Taking the message of this song to the Super Bowl stage was a bold move. However, many felt left out.

“This is football, not Hollywood,” former New York City mayor Rudy Giuliani said in an interview with Fox News. “And I thought it was really outrageous that she used it as a platform to attack police officers who are the people who protect her and protect us, and keep us alive.”

#BoycottBeyonce started trending on Twitter following the performance, and protestors plan to gather outside the National Football League headquarters Feb. 16 to combat what they’re calling a “race-baiting stunt.”

Many white feminists have also expressed their discontent with the song, including singer Arika Kane.
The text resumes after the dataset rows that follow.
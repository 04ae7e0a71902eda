//! Core math functions
//!
//! Each applies to a Number, or to a Weight's magnitude keeping its unit.

use liftscript_plugin::prelude::*;

pub struct Floor;
pub struct Ceil;
pub struct Round;
pub struct Abs;

static X_ARGS: [ArgMeta; 1] = [ArgMeta::required("x", "Number | Weight", "Value")];

static FLOOR_EXAMPLES: [&str; 2] = ["floor(3.7)", "floor(102.5lb)"];
static CEIL_EXAMPLES: [&str; 2] = ["ceil(3.2)", "ceil(61.2kg)"];
static ROUND_EXAMPLES: [&str; 2] = ["round(3.5)", "round(w * 0.9)"];
static ABS_EXAMPLES: [&str; 1] = ["abs(cr - r)"];

fn map_magnitude(func: &str, arg: &Value, f: impl FnOnce(f64) -> f64) -> Result<Value, ScriptError> {
    match arg {
        Value::Number(n) => Ok(Value::Number(f(*n))),
        Value::Weight(w) => Ok(Value::Weight(w.map(f))),
        other => Err(ScriptError::arg_type(func, "x", "Number or Weight", other.type_name())),
    }
}

impl FunctionPlugin for Floor {
    fn meta(&self) -> FunctionMeta {
        FunctionMeta {
            name: "floor",
            description: "Largest whole value not above x",
            usage: "floor(x)",
            arity: Arity::Exact(1),
            args: &X_ARGS,
            returns: "Number | Weight",
            examples: &FLOOR_EXAMPLES,
            category: "math",
        }
    }

    fn call(&self, args: &[Value], _ctx: &EvalContext) -> Result<Value, ScriptError> {
        map_magnitude("floor", &args[0], f64::floor)
    }
}

impl FunctionPlugin for Ceil {
    fn meta(&self) -> FunctionMeta {
        FunctionMeta {
            name: "ceil",
            description: "Smallest whole value not below x",
            usage: "ceil(x)",
            arity: Arity::Exact(1),
            args: &X_ARGS,
            returns: "Number | Weight",
            examples: &CEIL_EXAMPLES,
            category: "math",
        }
    }

    fn call(&self, args: &[Value], _ctx: &EvalContext) -> Result<Value, ScriptError> {
        map_magnitude("ceil", &args[0], f64::ceil)
    }
}

impl FunctionPlugin for Round {
    fn meta(&self) -> FunctionMeta {
        FunctionMeta {
            name: "round",
            description: "Round to the nearest whole value (halves away from zero)",
            usage: "round(x)",
            arity: Arity::Exact(1),
            args: &X_ARGS,
            returns: "Number | Weight",
            examples: &ROUND_EXAMPLES,
            category: "math",
        }
    }

    fn call(&self, args: &[Value], _ctx: &EvalContext) -> Result<Value, ScriptError> {
        map_magnitude("round", &args[0], f64::round)
    }
}

impl FunctionPlugin for Abs {
    fn meta(&self) -> FunctionMeta {
        FunctionMeta {
            name: "abs",
            description: "Absolute value",
            usage: "abs(x)",
            arity: Arity::Exact(1),
            args: &X_ARGS,
            returns: "Number | Weight",
            examples: &ABS_EXAMPLES,
            category: "math",
        }
    }

    fn call(&self, args: &[Value], _ctx: &EvalContext) -> Result<Value, ScriptError> {
        map_magnitude("abs", &args[0], f64::abs)
    }
}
NewsOneNow panelist Michelle Bernard, on the other hand, supports Beyoncé for discussing an argument that she says, “has been going on forever.”

“Since the days of Betty Friedan, many black women would say to you [feminists], ‘your feminist movement does not include us’,” she said. “We’ve always had to work, whether to stay home or work outside of the home after you’ve had a child. A lot of those questions that apply to white women had nothing to do with our lives.”

As a white individual, I urge other people of my race to consider this thought: not all creative projects have to be ones that everyone can connect to, and the singer should be applauded for using her power to prompt a global discussion on a pressing issue. Let Beyoncé and the black community celebrate this triumph.

The Huffington Post’s Abby Norman said it best: “Don’t act like it is our party. That cake does not have our name on it. And we didn’t get to pick the flavor. Beyoncé picked the flavor, that flavor is Unapologetically Black.”